--- EXERCISE REQUIREMENTS ---
Give back each line of the listing below that contains the string "Result".

--- INFORMATION PROVIDED ---

****************************************

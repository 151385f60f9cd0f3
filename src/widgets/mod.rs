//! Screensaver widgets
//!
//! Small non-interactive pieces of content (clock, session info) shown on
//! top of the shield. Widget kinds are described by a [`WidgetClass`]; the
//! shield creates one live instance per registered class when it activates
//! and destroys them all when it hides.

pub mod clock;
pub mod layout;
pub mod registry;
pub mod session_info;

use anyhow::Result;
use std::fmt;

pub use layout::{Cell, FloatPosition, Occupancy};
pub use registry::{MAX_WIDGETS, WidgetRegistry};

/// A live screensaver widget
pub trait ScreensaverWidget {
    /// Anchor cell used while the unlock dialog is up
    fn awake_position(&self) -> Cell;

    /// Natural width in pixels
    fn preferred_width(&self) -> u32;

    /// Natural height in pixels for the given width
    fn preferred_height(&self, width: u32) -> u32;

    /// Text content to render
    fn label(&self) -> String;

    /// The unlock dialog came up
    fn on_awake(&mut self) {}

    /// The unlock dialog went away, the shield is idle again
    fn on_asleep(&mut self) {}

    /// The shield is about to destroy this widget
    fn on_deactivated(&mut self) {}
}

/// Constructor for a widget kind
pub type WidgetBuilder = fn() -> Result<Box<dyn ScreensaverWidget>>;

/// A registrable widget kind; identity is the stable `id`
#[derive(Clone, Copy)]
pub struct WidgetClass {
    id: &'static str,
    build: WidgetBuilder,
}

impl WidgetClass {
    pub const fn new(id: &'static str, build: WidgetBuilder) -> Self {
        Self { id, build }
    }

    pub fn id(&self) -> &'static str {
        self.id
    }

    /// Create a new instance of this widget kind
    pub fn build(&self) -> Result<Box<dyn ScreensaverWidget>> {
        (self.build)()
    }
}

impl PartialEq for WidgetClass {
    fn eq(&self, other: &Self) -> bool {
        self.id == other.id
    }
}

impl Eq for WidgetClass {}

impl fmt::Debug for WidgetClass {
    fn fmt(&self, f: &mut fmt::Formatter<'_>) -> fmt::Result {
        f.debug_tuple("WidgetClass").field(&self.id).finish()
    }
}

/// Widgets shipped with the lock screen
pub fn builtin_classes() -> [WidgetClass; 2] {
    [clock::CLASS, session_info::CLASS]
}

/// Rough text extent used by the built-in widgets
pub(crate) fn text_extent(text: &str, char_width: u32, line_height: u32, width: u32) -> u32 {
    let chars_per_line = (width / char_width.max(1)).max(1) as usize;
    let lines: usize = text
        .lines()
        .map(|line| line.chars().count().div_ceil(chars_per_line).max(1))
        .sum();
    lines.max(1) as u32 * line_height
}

****************************************

--- PROBLEM SOLUTION ---
use anyhow::Result;
pub type WidgetBuilder = fn() -> Result<Box<dyn ScreensaverWidget>>;
    pub fn build(&self) -> Result<Box<dyn ScreensaverWidget>> {
    fn fmt(&self, f: &mut fmt::Formatter<'_>) -> fmt::Result {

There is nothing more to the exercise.